Зритель в первую очередь должен любить Сухова. А за что его любить? В Вашем материале, к сожалению, нет даже намека на это. И это вызывает у меня самое большое опасение. Тем более и в других героях очень мало необходимой в данном жанре характерности".
О своих переживаниях той поры рассказывает сам режиссер-постановщик фильма В. Мотыль:
"Начальником главной сценарной коллегии "Мосфильма" была Марианна Качалова. Среди других членов коллегии она пользовалась особым покровительством тогдашнего генерального директора и давно привыкла к императивной тональности. Не церемонилась ни с маститыми драматургами, ни со штатными режиссерами. Именно ее и наделил "Мосфильм" чрезвычайными полномочиями, назначив главным редактором нового экспериментального объединения (взамен бывшего ЭТК). Она-то и взялась наводить порядок…

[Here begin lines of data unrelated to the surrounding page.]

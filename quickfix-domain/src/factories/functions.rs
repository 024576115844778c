use quickfix_fixer_api::predicate::{
    ancestor_as, body_ends_with_closing_brace, declaration_owner, fixes_from, has_modifier,
};
use quickfix_fixer_api::{FixContext, FixFactory};
use quickfix_syntax::ast::{AstNode, Function, FunctionBody};
use quickfix_syntax::{Modifier, SyntaxNode};
use quickfix_types::{DiagnosticPayload, FixAction, FixCommand, InsertPosition};

fn owning_function(anchor: SyntaxNode<'_>) -> Option<Function<'_>> {
    match declaration_owner(anchor) {
        Some(decl) => Function::cast(decl.syntax()),
        None => ancestor_as(anchor, false),
    }
}

/// Gives a body-less, non-abstract function an empty block body.
#[derive(Debug, Clone, Copy)]
pub struct AddFunctionBodyFix;

impl<D: DiagnosticPayload> FixFactory<D> for AddFunctionBodyFix {
    fn key(&self) -> &'static str {
        "function.add_body"
    }

    fn create_fixes(&self, ctx: &FixContext<'_, D>) -> Vec<FixCommand> {
        fixes_from((|| {
            let function = owning_function(ctx.anchor()?)?;
            if function.has_body() || has_modifier(&function, Modifier::Abstract) {
                return None;
            }
            let last = function.syntax().last_significant_child()?;
            Some(vec![FixCommand::new(
                <Self as FixFactory<D>>::key(self),
                "Add function body",
                FixAction::InsertText {
                    anchor: last.id(),
                    position: InsertPosition::After,
                    text: " {\n}".to_string(),
                },
            )])
        })())
    }
}

/// Removes a function body; block bodies must be closed.
#[derive(Debug, Clone, Copy)]
pub struct RemoveFunctionBodyFix;

impl<D: DiagnosticPayload> FixFactory<D> for RemoveFunctionBodyFix {
    fn key(&self) -> &'static str {
        "function.remove_body"
    }

    fn create_fixes(&self, ctx: &FixContext<'_, D>) -> Vec<FixCommand> {
        fixes_from((|| {
            let function = owning_function(ctx.anchor()?)?;
            match function.body()? {
                FunctionBody::Block(_) if !body_ends_with_closing_brace(&function) => return None,
                _ => {}
            }
            Some(vec![FixCommand::new(
                <Self as FixFactory<D>>::key(self),
                "Remove function body",
                FixAction::RemoveFunctionBody {
                    function: function.syntax().id(),
                },
            )])
        })())
    }
}

#[cfg(test)]
mod tests {
    use super::*;
    use pretty_assertions::assert_eq;
    use quickfix_syntax::{GreenElement, SyntaxKind, SyntaxTree, TreeBuilder, make};
    use quickfix_types::diagnostic::{AbstractFunctionWithBody, NonMemberFunctionNoBody};

    fn function_tree(modifiers: &[&str], body: Vec<GreenElement>) -> SyntaxTree {
        SyntaxTree::from_green(&make::file(vec![make::function(modifiers, "f", vec![], body)]))
            .unwrap()
    }

    fn function_id(tree: &SyntaxTree) -> quickfix_syntax::NodeId {
        tree.nodes_of_kind(SyntaxKind::Function).next().unwrap().id()
    }

    #[test]
    fn add_body_after_signature() {
        let tree = function_tree(&[], vec![]);
        let d = NonMemberFunctionNoBody {
            anchor: function_id(&tree),
        };
        let fixes = AddFunctionBodyFix.create_fixes(&FixContext::new(&tree, &d));
        let params = tree.nodes_of_kind(SyntaxKind::ParameterList).next().unwrap();
        assert_eq!(
            fixes[0].action,
            FixAction::InsertText {
                anchor: params.id(),
                position: InsertPosition::After,
                text: " {\n}".to_string()
            }
        );

        let with_body = function_tree(&[], make::block_body(vec![]));
        let d = NonMemberFunctionNoBody {
            anchor: function_id(&with_body),
        };
        assert!(AddFunctionBodyFix
            .create_fixes(&FixContext::new(&with_body, &d))
            .is_empty());
    }

    #[test]
    fn remove_body_handles_both_body_shapes() {
        let block = function_tree(&["abstract"], make::block_body(vec![]));
        let d = AbstractFunctionWithBody {
            anchor: function_id(&block),
        };
        assert_eq!(
            RemoveFunctionBodyFix
                .create_fixes(&FixContext::new(&block, &d))
                .len(),
            1
        );

        let expr = function_tree(&["abstract"], make::expr_body(make::literal("1")));
        let d = AbstractFunctionWithBody {
            anchor: function_id(&expr),
        };
        assert_eq!(
            RemoveFunctionBodyFix
                .create_fixes(&FixContext::new(&expr, &d))
                .len(),
            1
        );
    }

    #[test]
    fn unclosed_block_is_left_alone() {
        let mut b = TreeBuilder::new();
        b.start_node(SyntaxKind::File);
        b.start_node(SyntaxKind::Function);
        b.token(SyntaxKind::Keyword, "fun");
        b.token(SyntaxKind::Whitespace, " ");
        b.token(SyntaxKind::Identifier, "f");
        b.start_node(SyntaxKind::ParameterList);
        b.token(SyntaxKind::Punct, "(");
        b.token(SyntaxKind::Punct, ")");
        b.finish_node();
        b.start_node(SyntaxKind::Block);
        b.token(SyntaxKind::Punct, "{");
        b.finish_node();
        b.finish_node();
        b.finish_node();
        let tree = b.finish().unwrap();
        let d = AbstractFunctionWithBody {
            anchor: function_id(&tree),
        };
        assert!(RemoveFunctionBodyFix
            .create_fixes(&FixContext::new(&tree, &d))
            .is_empty());
    }
}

Более всего в моем материале ее возмутила сцена, где жены Абдуллы выбираются из бака. Сухов ожидает увидеть на их лицах радость спасения, но они пробегают мимо него, падают на колени и рыдают над мертвым мужем — рвут волосы, причитают, как положено по восточному обычаю. Что ж получилось? Сухов, сам того не ведая, благими намерениями выстелил дорогу в ад?
Помимо гибели Верещагина и Петрухи, в материале еще была сцена сумасшествия Настасьи, жены Верещагина. От сцены в фильме остался лишь маленький кусочек: она идет мимо лошадей. Дальнейшее было убрано: Настасья приближалась к станции, тупику. Рельсы занесены песками — поезда сюда давно не прибывают. Настасья, бормоча бессвязные слова о Паше, о родной Астрахани, о погибшем сыночке, ползет по рельсам, разгребая песок. Ей кажется, что если разгрести, то придет поезд, увезет ее. Такие вот трагические ноты в финале.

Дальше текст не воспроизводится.